# best deal getting bumped



## HtownRose (Aug 17, 2012)

I'd be open to being bumped, for the right price, off my next flight (United).  Any tips on getting the best deal?

Most recent flight, which I was not willing to get bumped off of, they offered $200 to start with & by the time they got the last taker needed it was up to airport hotel stay + meals + $300 cash + $300 transferable voucher.

The $200 offer was made when I was checking in at the kiosk to get my bag checked.  I was thinking if I see that tomorrow, I'll go to the gate agent & express interest & see if they sweeten the deal...anyone done this successfully?

Thanks!


----------



## radmoo (Aug 17, 2012)

Last summer we took a bump on United coming home from London.  They offered $1000/person, lunch and dinner vouchers, put us up at Heathrow Hilton and booked us for next day!  We jumped!  Same offer next day but hubby said we had to get home, STUPID!  Then we got bumped coming home to Boston from Traverse City, another $400 each and booked on another flight that actually got us home sooner than the originally scheduled one.  Believe me, we need the credits with one grandbab in DC and another in San Fran!


----------



## bogey21 (Aug 17, 2012)

In the old days (pre 9/11) when we didn't have all the security and checking of IDs I once traded my ticket with a Seat Assisnment to another passenger who didn't have a Seat Assignment for $1,000 cash.  Using the other guy's ticket I got bumped.  I was then given something like $200 by the airline, a meal voucher and a ticket on a flight about 4 hours later.

George


----------



## vacationhopeful (Aug 17, 2012)

radmoo said:


> Last summer we took a bump on United coming home from London.  They offered $1000/person, lunch and dinner vouchers, put us up at Heathrow Hilton and booked us for next day!  We jumped!  Same offer next day but hubby said we had to get home, STUPID!  Then we got bumped coming home to Boston from Traverse City, another $400 each and booked on another flight that actually got us home sooner than the originally scheduled one.  Believe me, we need the credits with one grandbab in DC and another in San Fran!
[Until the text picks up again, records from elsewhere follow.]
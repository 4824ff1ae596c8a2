// Sweeps a hobby servo 0° -> 90° -> 180°, one step per second, from a 50 Hz
// LEDC channel.
//
// Pin map:
//   GPIO7 -> servo signal

#![no_std]
#![no_main]
#![deny(
    clippy::mem_forget,
    reason = "mem::forget is generally not safe to do with esp_hal types, especially those \
    holding buffers for the duration of a data transfer."
)]

use defmt::{error, info, warn};
use esp32_peripherals::servo::{self, Servo};
use esp_hal::clock::CpuClock;
use esp_hal::delay::Delay;
use esp_hal::ledc::channel::ChannelIFace;
use esp_hal::ledc::timer::TimerIFace;
use esp_hal::ledc::{channel, timer, LSGlobalClkSource, Ledc, LowSpeed};
use esp_hal::main;
use esp_hal::time::Rate;
use {esp_backtrace as _, esp_println as _};

// This creates a default app-descriptor required by the esp-idf bootloader.
// For more information see: <https://docs.espressif.com/projects/esp-idf/en/stable/esp32/api-reference/system/app_image_format.html#application-description>
esp_bootloader_esp_idf::esp_app_desc!();

const STEP_MS: u32 = 1000;

#[main]
fn main() -> ! {
    let config = esp_hal::Config::default().with_cpu_clock(CpuClock::_80MHz);
    let peripherals = esp_hal::init(config);

    let delay = Delay::new();
    let servo_config = servo::Config::default();

    let mut ledc = Ledc::new(peripherals.LEDC);
    ledc.set_global_slow_clock(LSGlobalClkSource::APBClk);

    // 14 bits at 50 Hz gives about 1.2 µs per step.
    let mut lstimer0 = ledc.timer::<LowSpeed>(timer::Number::Timer0);
    let timer_ok = lstimer0
        .configure(timer::config::Config {
            duty: timer::config::Duty::Duty14Bit,
            clock_source: timer::LSClockSource::APBClk,
            frequency: Rate::from_hz(servo_config.frequency_hz),
        })
        .is_ok();

    let mut channel0 = ledc.channel(channel::Number::Channel0, peripherals.GPIO7);
    let channel_ok = timer_ok
        && channel0
            .configure(channel::config::Config {
                timer: &lstimer0,
                duty_pct: 0,
                pin_config: channel::config::PinConfig::PushPull,
            })
            .is_ok();

    let servo = if channel_ok {
        Servo::new(channel0, servo_config).ok()
    } else {
        None
    };
    let Some(mut servo) = servo else {
        error!("Servo PWM setup failed");
        loop {
            delay.delay_millis(STEP_MS);
        }
    };
    info!(
        "Servo centered, pulse range {}-{} us",
        servo_config.min_pulse_us, servo_config.max_pulse_us
    );

    loop {
        for step in [Servo::move_to_0, Servo::move_to_90, Servo::move_to_180] {
            match step(&mut servo) {
                Ok(()) => info!("Servo at {} deg", servo.angle()),
                Err(e) => warn!("Servo move failed: {}", e),
            }
            delay.delay_millis(STEP_MS);
        }
    }
}
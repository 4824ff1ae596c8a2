// Records labelled BME688 gas samples into `GAS.CSV` on an SD card, the file
// `gas-classifier` loads its thresholds from. Driven from a serial terminal:
// Enter takes a sample, the next line labels it, `exit` ends the session.
//
// Pin map:
//   GPIO4 -> SD SCK
//   GPIO5 -> SD MOSI
//   GPIO8 <- SD MISO
//   GPIO7 -> SD CS
//   GPIO6 <> BME688 SDA
//   GPIO10 -> BME688 SCL
//   GPIO20 <- console RX (UART0)
//   GPIO21 -> console TX (UART0)

#![no_std]
#![no_main]
#![deny(
    clippy::mem_forget,
    reason = "mem::forget is generally not safe to do with esp_hal types, especially those \
    holding buffers for the duration of a data transfer."
)]

use defmt::{error, info, warn};
use embassy_executor::Spawner;
use embassy_sync::blocking_mutex::raw::CriticalSectionRawMutex;
use embassy_sync::channel::Channel;
use embassy_time::{Delay, Duration, Timer};
use embedded_hal_bus::spi::ExclusiveDevice;
use embedded_io_async::Read;
use embedded_sdmmc::{BlockDevice, SdCard, TimeSource};
use esp32_peripherals::bme688::{self, Bme688};
use esp32_peripherals::gas::{format_row, CSV_HEADER, MAX_THRESHOLDS, THRESHOLDS_FILE};
use esp32_peripherals::hc05::LineBuffer;
use esp32_peripherals::sdcard::{DummyTimesource, SdStorage, StorageError};
use esp_hal::clock::CpuClock;
use esp_hal::gpio::{Level, Output, OutputConfig};
use esp_hal::i2c::master::{Config as I2cConfig, I2c};
use esp_hal::spi::master::{Config, Spi};
use esp_hal::spi::Mode;
use esp_hal::time::Rate;
use esp_hal::timer::systimer::SystemTimer;
use esp_hal::uart::{Config as UartConfig, Uart, UartRx};
use esp_hal::Async;
use esp_println::{print, println};
use heapless::Vec;
use {esp_backtrace as _, esp_println as _};

// This creates a default app-descriptor required by the esp-idf bootloader.
// For more information see: <https://docs.espressif.com/projects/esp-idf/en/stable/esp32/api-reference/system/app_image_format.html#application-description>
esp_bootloader_esp_idf::esp_app_desc!();

const CONSOLE_BAUD: u32 = 115_200;
const LINE_LEN: usize = 64;
const EXIT_COMMAND: &str = "exit";

type Line = Vec<u8, LINE_LEN>;

static LINES: Channel<CriticalSectionRawMutex, Line, 4> = Channel::new();

async fn park() -> ! {
    loop {
        Timer::after(Duration::from_secs(2)).await;
    }
}

fn unmount<D: BlockDevice, T: TimeSource>(storage: SdStorage<D, T>) {
    match storage.close() {
        Ok(_) => info!("SD card unmounted"),
        Err(e) => error!("Failed to unmount SD card: {}", e),
    }
}

fn forward(line: &[u8]) {
    let Ok(line) = Line::from_slice(line) else {
        return;
    };
    if LINES.try_send(line).is_err() {
        warn!("Console queue full, dropping a line");
    }
}

#[embassy_executor::task]
async fn console_task(mut rx: UartRx<'static, Async>) {
    let mut lines: LineBuffer<LINE_LEN> = LineBuffer::new();
    let mut buf = [0u8; LINE_LEN];

    loop {
        match Read::read(&mut rx, &mut buf).await {
            Ok(n) => lines.feed(&buf[..n], forward),
            Err(e) => warn!("Console read error: {}", e),
        }
    }
}

#[esp_hal_embassy::main]
async fn main(spawner: Spawner) {
    let config = esp_hal::Config::default().with_cpu_clock(CpuClock::max());
    let peripherals = esp_hal::init(config);

    let timer0 = SystemTimer::new(peripherals.SYSTIMER);
    esp_hal_embassy::init(timer0.alarm0);

    info!("Embassy initialized!");

    let uart = Uart::new(
        peripherals.UART0,
        UartConfig::default().with_baudrate(CONSOLE_BAUD),
    )
    .expect("UART configuration is valid")
    .with_rx(peripherals.GPIO20)
    .with_tx(peripherals.GPIO21)
    .into_async();
    let (rx, _tx) = uart.split();
    spawner.spawn(console_task(rx)).unwrap();

    let spi_config = Config::default()
        .with_frequency(Rate::from_khz(400))
        .with_mode(Mode::_0);
    let spi_bus = Spi::new(peripherals.SPI2, spi_config)
        .expect("SPI configuration is valid")
        .with_sck(peripherals.GPIO4)
        .with_mosi(peripherals.GPIO5)
        .with_miso(peripherals.GPIO8);

    let chip_select = Output::new(peripherals.GPIO7, Level::High, OutputConfig::default());
    let Ok(spi_dev) = ExclusiveDevice::new(spi_bus, chip_select, Delay);

    let storage = match SdStorage::open(SdCard::new(spi_dev, Delay), DummyTimesource::default()) {
        Ok(storage) => storage,
        Err(e) => {
            error!("Failed to mount SD card: {}", e);
            park().await
        }
    };

    let i2c = I2c::new(
        peripherals.I2C0,
        I2cConfig::default().with_frequency(Rate::from_khz(100)),
    )
    .expect("I2C configuration is valid")
    .with_sda(peripherals.GPIO6)
    .with_scl(peripherals.GPIO10);

    let mut sensor = match Bme688::new(i2c, esp_hal::delay::Delay::new(), bme688::Config::default()) {
        Ok(sensor) => sensor,
        Err(e) => {
            error!("BME688 init failed: {}", e);
            unmount(storage);
            park().await
        }
    };

    // Every session starts a fresh file.
    match storage.delete_file(THRESHOLDS_FILE) {
        Ok(()) => info!("Replacing the previous {}", THRESHOLDS_FILE),
        Err(StorageError::Fs(embedded_sdmmc::Error::NotFound)) => {}
        Err(e) => {
            error!("Cannot remove old {}: {}", THRESHOLDS_FILE, e);
            unmount(storage);
            park().await
        }
    }
    if let Err(e) = storage.write_file(THRESHOLDS_FILE, CSV_HEADER.as_bytes()) {
        error!("Cannot create {}: {}", THRESHOLDS_FILE, e);
        unmount(storage);
        park().await
    }

    println!("Gas density training mode.");
    println!("Press Enter to record a sample, then type its label (e.g. air, CO2, ethanol).");
    println!("Type '{}' as the label to finish.", EXIT_COMMAND);

    let mut samples: u32 = 0;
    loop {
        println!("Press Enter to record sample #{}...", samples + 1);
        let _ = LINES.receive().await;

        let reading = match sensor.start_forced() {
            Ok(()) => {
                Timer::after(Duration::from_millis(u64::from(sensor.forced_wait_ms()))).await;
                sensor.read_forced()
            }
            Err(e) => Err(e),
        };
        let resistance = match reading {
            Ok(m) => m.gas_resistance,
            Err(e) => {
                warn!("Gas reading failed: {}", e);
                continue;
            }
        };
        println!("Measured gas resistance: {:.2} Ohms", resistance);

        println!("Enter label for this sample (or '{}' to finish):", EXIT_COMMAND);
        let line = LINES.receive().await;
        let Ok(text) = core::str::from_utf8(&line) else {
            warn!("Label is not valid UTF-8, sample discarded");
            continue;
        };
        let label = text.trim();
        if label == EXIT_COMMAND {
            break;
        }

        let Some(row) = format_row(samples + 1, resistance, label) else {
            warn!("Empty label, sample discarded");
            continue;
        };
        match storage.write_file(THRESHOLDS_FILE, row.as_bytes()) {
            Ok(()) => {
                samples += 1;
                print!("Sample {}: {}", samples, row.as_str());
                if samples as usize == MAX_THRESHOLDS + 1 {
                    warn!("gas-classifier only loads the first {} samples", MAX_THRESHOLDS);
                }
            }
            Err(e) => error!("Failed to save sample: {}", e),
        }
    }

    println!("Sampling finished. {} samples saved to {}", samples, THRESHOLDS_FILE);
    unmount(storage);

    park().await
}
Wow --- you did good on that London bump. I would have just sent hubby home and kept making the BIG cash and free London vacation with food.


----------



## NJDave (Aug 17, 2012)

HtownRose said:


> I'd be open to being bumped, for the right price, off my next flight (United).  Any tips on getting the best deal?
> 
> Most recent flight, which I was not willing to get bumped off of, they offered $200 to start with & by the time they got the last taker needed it was up to airport hotel stay + meals + $300 cash + $300 transferable voucher.
> 
> ...



If the airline need seats they will keep increasing the offer until they get the seats needed.  My experience has been that everyone gets the same compensation regardless of what point the offer is accepted.  I once accepted an offer of $300 and the final amount was $600. I got the $600.  If you want to maximize the offer, the strategy is to delay accepting the offer at the risk that someone else accepts it at a lower amount and they don't need your seats.  I just accept the offer that I am comfortable with.


----------



## Jimster (Aug 17, 2012)

*bump*



NJDave said:


> If the airline need seats they will keep increasing the offer until they get the seats needed.  My experience has been that everyone gets the same compensation regardless of what point the offer is accepted.  I once accepted an offer of $300 and the final amount was $600. I got the $600.  If you want to maximize the offer, the strategy is to delay accepting the offer at the risk that someone else accepts it at a lower amount and they don't need your seats.  I just accept the offer that I am comfortable with.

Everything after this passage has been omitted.